Michel a écrit :le principe si connu dans le mouvement ouvrier, de droit des peuples à disposer d'eux-mêmes et à créer leur Etat, y compris sous direction bourgeoise ?
Ce n'est pas, à mon sens, un
principe (entendu comme un
axiome, comme une évidence première ou fondement se passant d'une démonstration) du mouvement ouvrier (sans même discuter des positions de Rosa, qui ne s'accorderaient guère en l'occurrence). Le principe, c'est (pour Rosa comme pour Lénine) la réponse à cette question : qu'est-ce qui peut renforcer la classe ouvrière (en général, et pas une fraction d'entre elle) ? C'est en répondant à cette question que Lénine en déduit, à un moment et dans un contexte donné, qu'il faut soutenir les droits des nations opprimées à l'autodétermination, à la séparation, etc. Mais on ne peut pas reprendre cette conclusion toute faite sans comprendre ce qui la fonde, et donc sans repartir de la question première et refaire l'ensemble du raisonnement avec les données particulières de la situation particulière qui nous occupe. Bref, il faut répondre d'abord aux questions que tu poses par ailleurs. Et pas, comme certains le font ici ou là, agiter des abstractions aussi vaines que "la liberté" ou "le droit", et estimer dès lors l'ensemble de la question comme étant tranchée...

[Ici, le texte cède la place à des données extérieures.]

mod common;

use common::RecordingTicker;
use strata_cache::{
  CacheTier, DiskConfig, DiskTier, ExpirationPolicy, FsBackend, JsonCodec, ManualClock,
  MemoryConfig, MemoryTier, MultiLevelCache, QueueRwLock,
};

use std::sync::{Arc, Barrier};
use std::thread;

const NUM_THREADS: usize = 16;

fn memory_tier(clock: &ManualClock) -> Arc<MemoryTier<String, String>> {
  MemoryTier::with_parts(
    MemoryConfig::new(1024, ExpirationPolicy::Never),
    Arc::new(clock.clone()),
    &RecordingTicker::new(),
    QueueRwLock::new(),
  )
}

#[test]
fn concurrent_distinct_sets_on_memory_tier() {
  let clock = ManualClock::default();
  let tier = memory_tier(&clock);
  let barrier = Arc::new(Barrier::new(NUM_THREADS));
  let mut handles = vec![];

  for i in 0..NUM_THREADS {
    let tier = tier.clone();
    let barrier = barrier.clone();
    handles.push(thread::spawn(move || {
      barrier.wait();
      tier.set(format!("key{}", i), format!("value{}", i));
    }));
  }

  for handle in handles {
    handle.join().unwrap();
  }

  assert_eq!(tier.len(), NUM_THREADS);
  for i in 0..NUM_THREADS {
    assert_eq!(
      tier.get(&format!("key{}", i)),
      Some(format!("value{}", i)),
      "every key must be independently retrievable"
    );
  }
}

#[test]
fn concurrent_readers_and_writers_on_memory_tier() {
  let clock = ManualClock::default();
  let tier = memory_tier(&clock);
  tier.set("shared".to_string(), "constant".to_string());

  let barrier = Arc::new(Barrier::new(NUM_THREADS));
  let mut handles = vec![];

  for i in 0..NUM_THREADS {
    let tier = tier.clone();
    let barrier = barrier.clone();
    handles.push(thread::spawn(move || {
      barrier.wait();
      for round in 0..50 {
        if i % 2 == 0 {
          tier.set(format!("key{}", i), format!("value{}-{}", i, round));
        } else {
          // Readers interleave with writers; a hit must always carry the
          // unchanging value.
          if let Some(value) = tier.get(&"shared".to_string()) {
            assert_eq!(value, "constant");
          }
        }
      }
    }));
  }

  for handle in handles {
    handle.join().unwrap();
  }

  assert_eq!(tier.get(&"shared".to_string()), Some("constant".to_string()));
}

#[test]
fn concurrent_distinct_sets_on_disk_tier() {
  let dir = tempfile::tempdir().unwrap();
  let clock = ManualClock::default();
  let tier: Arc<DiskTier<String, String>> = DiskTier::with_parts(
    DiskConfig::new(dir.path(), ExpirationPolicy::Never),
    Arc::new(FsBackend::new()),
    Arc::new(JsonCodec::new()),
    Arc::new(clock.clone()),
    &RecordingTicker::new(),
    QueueRwLock::new(),
  );

  let barrier = Arc::new(Barrier::new(NUM_THREADS));
  let mut handles = vec![];

  for i in 0..NUM_THREADS {
    let tier = tier.clone();
    let barrier = barrier.clone();
    handles.push(thread::spawn(move || {
      barrier.wait();
      tier.set(format!("key{}", i), format!("value{}", i));
    }));
  }

  for handle in handles {
    handle.join().unwrap();
  }

  for i in 0..NUM_THREADS {
    assert_eq!(
      tier.get(&format!("key{}", i)),
      Some(format!("value{}", i))
    );
  }
  assert_eq!(std::fs::read_dir(dir.path()).unwrap().count(), NUM_THREADS);
}

#[test]
fn concurrent_distinct_sets_through_the_composite() {
  let clock = ManualClock::default();
  let top = memory_tier(&clock);
  let bottom = memory_tier(&clock);
  let cache = Arc::new(MultiLevelCache::new(vec![
    top.clone() as Arc<dyn CacheTier<String, String>>,
    bottom.clone() as Arc<dyn CacheTier<String, String>>,
  ]));

  let barrier = Arc::new(Barrier::new(NUM_THREADS));
  let mut handles = vec![];

  for i in 0..NUM_THREADS {
    let cache = cache.clone();
    let barrier = barrier.clone();
    handles.push(thread::spawn(move || {
      barrier.wait();
      cache.set(format!("key{}", i), format!("value{}", i));
    }));
  }

  for handle in handles {
    handle.join().unwrap();
  }

  // Write-through means both member tiers hold all keys.
  assert_eq!(top.len(), NUM_THREADS);
  assert_eq!(bottom.len(), NUM_THREADS);
  for i in 0..NUM_THREADS {
    assert_eq!(
      cache.get(&format!("key{}", i)),
      Some(format!("value{}", i))
    );
  }
}

#[test]
fn concurrent_promoting_reads_do_not_deadlock() {
  let clock = ManualClock::default();
  let top = memory_tier(&clock);
  let bottom = memory_tier(&clock);
  let cache = Arc::new(MultiLevelCache::new(vec![
    top.clone() as Arc<dyn CacheTier<String, String>>,
    bottom.clone() as Arc<dyn CacheTier<String, String>>,
  ]));

  // Present only in the bottom tier, so every early read wants to promote.
  bottom.set("hot".to_string(), "value".to_string());

  let barrier = Arc::new(Barrier::new(NUM_THREADS));
  let mut handles = vec![];

  for _ in 0..NUM_THREADS {
    let cache = cache.clone();
    let barrier = barrier.clone();
    handles.push(thread::spawn(move || {
      barrier.wait();
      for _ in 0..20 {
        assert_eq!(cache.get(&"hot".to_string()), Some("value".to_string()));
      }
    }));
  }

  for handle in handles {
    handle.join().unwrap();
  }

  assert_eq!(top.get(&"hot".to_string()), Some("value".to_string()));
}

Peut-on aller voir ces prolétaires demeurant en Catalogne en leur disant que nous, communistes trotskystes, sommes contre le droit des peuples à disposer d'eux-mêmes ?
Pourquoi ferions-nous une telle chose ?
Je ne sais pas au juste ce que les travailleurs disent et pensent en Catalogne, il faudrait pour cela une organisation véritablement implantée dans la classe ouvrière. Il faudrait pourtant le savoir, pour discuter concrètement d'une intervention possible, de comment, avec quels mots, quels axes exactement, etc. défendre une politique correspondant aux intérêts des travailleurs. Or, j'ai beau lire les différents textes de l'extrême-gauche publiés en français ou en espagnol, cela ne semble pas intéresser grand monde.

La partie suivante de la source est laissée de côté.